Brian French, owner of Estero Bay Solar Solutions (EBSS) in Morro Bay, first proposed installing a modest solar array on the roof of the Teen Center to the City of Morro Bay, primarily as an educational tool for students and local citizens who visited the Center. The Teen Center, known as “Rockies” by the locals, provides after-school activities for students.
“I originally offered to donate a small solar array at Rockies.” says French. “We wanted to give students the opportunity to learn about solar PV – producing clean electricity from sunlight – which is something I’m passionate about.”

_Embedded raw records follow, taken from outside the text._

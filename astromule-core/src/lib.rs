//! Astromule Engine
//!
//! Platform-agnostic route planning and journey simulation for the
//! Astromule expedition. This crate holds all graph, planning, and
//! replay logic without any web or presentation dependencies: the host
//! layer hands over an already-validated constellation description and
//! receives plain routes, statistics, and step records back.

pub mod constants;
pub mod data;
pub mod graph;
pub mod planner;
pub mod simulation;
pub mod state;

// Re-export commonly used types
pub use data::{
    Constellation, ConstellationData, ConstellationStats, Coordinates, DescriptionStats, Star,
    StarId, StarLink,
};
pub use graph::{NO_PATH, StarGraph};
pub use planner::{DeathCause, PlannedRoute, RoutePlanner, RouteStats};
pub use simulation::{Journey, JourneySummary, StepAction, StepRecord};
pub use state::{HealthTier, MuleState, VisitedList};

use std::cell::RefCell;
use std::rc::Rc;
use thiserror::Error;

/// Contract violations surfaced to the host. Domain outcomes - death,
/// unreachability, infeasibility - are ordinary results, never errors.
#[derive(Debug, Clone, Copy, PartialEq, Eq, Error)]
pub enum CoreError {
    #[error("unknown star id {0}")]
    UnknownStar(StarId),
    #[error("a journey requires a non-empty route")]
    EmptyRoute,
}

/// One loaded expedition: the graph built from a description plus the
/// initial resource values every run starts from.
///
/// The graph handle is shared single-threaded with running journeys;
/// blocking mutations must happen strictly between simulation steps.
#[derive(Debug, Clone)]
pub struct Expedition {
    graph: Rc<RefCell<StarGraph>>,
    description: ConstellationData,
}

impl Expedition {
    /// Build the expedition from an already-validated description.
    #[must_use]
    pub fn new(description: ConstellationData) -> Self {
        let graph = Rc::new(RefCell::new(StarGraph::from_description(&description)));
        Self { graph, description }
    }

    /// Shared handle to the underlying graph.
    #[must_use]
    pub fn graph(&self) -> Rc<RefCell<StarGraph>> {
        Rc::clone(&self.graph)
    }

    #[must_use]
    pub fn description(&self) -> &ConstellationData {
        &self.description
    }

    /// Fresh resource state at `origin` for a new run.
    #[must_use]
    pub fn initial_state(&self, origin: StarId) -> MuleState {
        MuleState::from_description(&self.description, origin)
    }

    /// Plan the route visiting as many stars as possible before death.
    /// Unknown origins yield an empty route, never a panic.
    #[must_use]
    pub fn plan_maximize(&self, origin: StarId) -> PlannedRoute {
        let graph = self.graph.borrow();
        RoutePlanner::new(&graph, self.initial_state(origin)).plan_maximize(origin)
    }

    /// Plan the cheapest route, either to a destination or open-ended.
    #[must_use]
    pub fn plan_minimize_cost(&self, origin: StarId, destination: Option<StarId>) -> PlannedRoute {
        let graph = self.graph.borrow();
        RoutePlanner::new(&graph, self.initial_state(origin)).plan_minimize_cost(origin, destination)
    }

    /// Start a stepwise replay of a computed route.
    ///
    /// # Errors
    ///
    /// Returns an error for an empty route or one that references
    /// unknown stars.
    pub fn start_journey(&self, route: Vec<StarId>) -> Result<Journey, CoreError> {
        let origin = route.first().copied().ok_or(CoreError::EmptyRoute)?;
        Journey::new(self.graph(), route, self.initial_state(origin))
    }

    /// Block the `a`-`b` passage in both directions.
    pub fn block(&self, a: StarId, b: StarId) {
        self.graph.borrow_mut().block(a, b);
    }

    /// Reopen the `a`-`b` passage.
    pub fn unblock(&self, a: StarId, b: StarId) {
        self.graph.borrow_mut().unblock(a, b);
    }

    #[must_use]
    pub fn is_blocked(&self, a: StarId, b: StarId) -> bool {
        self.graph.borrow().is_blocked(a, b)
    }

    #[must_use]
    pub fn blocked_pairs(&self) -> Vec<(StarId, StarId)> {
        self.graph.borrow().blocked_pairs()
    }

    /// Update a star's research life-adjustment values before a run.
    pub fn set_life_effects(&self, star: StarId, gained: f64, lost: f64) -> bool {
        self.graph.borrow_mut().set_life_effects(star, gained, lost)
    }
}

After considering the EBSS proposal, the City expressed interest in expanding the project, if financially feasible within its limited budget, so the system would be big enough to supply the building’s entire annual electric usage. The City agreed to contribute to the project, and EBSS secured a combination of donations and discounts from three high-quality solar equipment manufacturers, which greatly reduced the costs to be shared with the City. With the contributions in place, the city council approved a modest expenditure to expand the project.
Donations and discounts were received from SolarWorld, ProSolar, Quick Mount PV and Miner’s Ace Hardware. The system consists of 23 SolarWorld 260-watt panels (for a total system size of 5.98 kilowatts) installed on ProSolar rails and attached to the building with Quick Mount PV roof mounts. Electrical components were purchased at the Miner’s Ace Hardware store in Morro Bay, with the cost reduced by a donation from Miner’s.
Mark Ammerman, Senior Director of Channel Sales at Quick Mount PV, added, “Nothing provides a better solar education opportunity than seeing a real PV system in action. We are honored to have been selected by EBSS to contribute to this most worthy effort.” The system is expected to save approximately $45,000 over the 25-year warranty period on the solar components.